**WHAT YOU WILL DO**.
Each line from the one containing "use std::path::Path;" through the final line of the data below must be repeated exactly.

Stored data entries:

+-------+

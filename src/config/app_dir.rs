//! Recognition of single-application directories.
use std::path::Path;

/// Files whose presence marks a directory as an application.
const APP_MARKERS: [&str; 2] = ["init.lua", "instances.yml"];

/// Return `true` if `path` is an application: a directory holding a regular
/// `init.lua` or `instances.yml`, or a `.lua` script itself.
#[must_use]
pub fn is_app(path: &Path) -> bool {
    if path.is_dir() {
        return APP_MARKERS.iter().any(|m| path.join(m).is_file());
    }
    path.is_file() && path.extension().is_some_and(|ext| ext == "lua")
}

#[cfg(test)]
#[allow(clippy::unwrap_used)]
mod tests {
    use super::*;

    #[test]
    fn directory_with_init_lua_is_app() {
        let dir = tempfile::tempdir().unwrap();
        std::fs::write(dir.path().join("init.lua"), "").unwrap();
        assert!(is_app(dir.path()));
    }

    #[test]
    fn directory_with_instances_yml_is_app() {
        let dir = tempfile::tempdir().unwrap();
        std::fs::write(dir.path().join("instances.yml"), "").unwrap();
        assert!(is_app(dir.path()));
    }

    #[test]
    fn marker_directory_does_not_count() {
        let dir = tempfile::tempdir().unwrap();
        std::fs::create_dir(dir.path().join("init.lua")).unwrap();
        assert!(!is_app(dir.path()));
    }

    #[test]
    fn empty_directory_is_not_app() {
        let dir = tempfile::tempdir().unwrap();
        assert!(!is_app(dir.path()));
    }

    #[test]
    fn lua_script_is_app() {
        let dir = tempfile::tempdir().unwrap();
        let script = dir.path().join("app.lua");
        std::fs::write(&script, "").unwrap();
        assert!(is_app(&script));
        assert!(!is_app(&dir.path().join("missing.lua")));
    }
}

+-------+

**EXERCISE SOLUTION**.
use std::path::Path;

/// Files whose presence marks a directory as an application.
const APP_MARKERS: [&str; 2] = ["init.lua", "instances.yml"];

/// Return `true` if `path` is an application: a directory holding a regular
/// `init.lua` or `instances.yml`, or a `.lua` script itself.
#[must_use]
pub fn is_app(path: &Path) -> bool {
    if path.is_dir() {
        return APP_MARKERS.iter().any(|m| path.join(m).is_file());
    }
    path.is_file() && path.extension().is_some_and(|ext| ext == "lua")
}

#[cfg(test)]
#[allow(clippy::unwrap_used)]
mod tests {
    use super::*;

    #[test]
    fn directory_with_init_lua_is_app() {
        let dir = tempfile::tempdir().unwrap();
        std::fs::write(dir.path().join("init.lua"), "").unwrap();
        assert!(is_app(dir.path()));
    }

    #[test]
    fn directory_with_instances_yml_is_app() {
        let dir = tempfile::tempdir().unwrap();
        std::fs::write(dir.path().join("instances.yml"), "").unwrap();
        assert!(is_app(dir.path()));
    }

    #[test]
    fn marker_directory_does_not_count() {
        let dir = tempfile::tempdir().unwrap();
        std::fs::create_dir(dir.path().join("init.lua")).unwrap();
        assert!(!is_app(dir.path()));
    }

    #[test]
    fn empty_directory_is_not_app() {
        let dir = tempfile::tempdir().unwrap();
        assert!(!is_app(dir.path()));
    }

    #[test]
    fn lua_script_is_app() {
        let dir = tempfile::tempdir().unwrap();
        let script = dir.path().join("app.lua");
        std::fs::write(&script, "").unwrap();
        assert!(is_app(&script));
        assert!(!is_app(&dir.path().join("missing.lua")));
    }
}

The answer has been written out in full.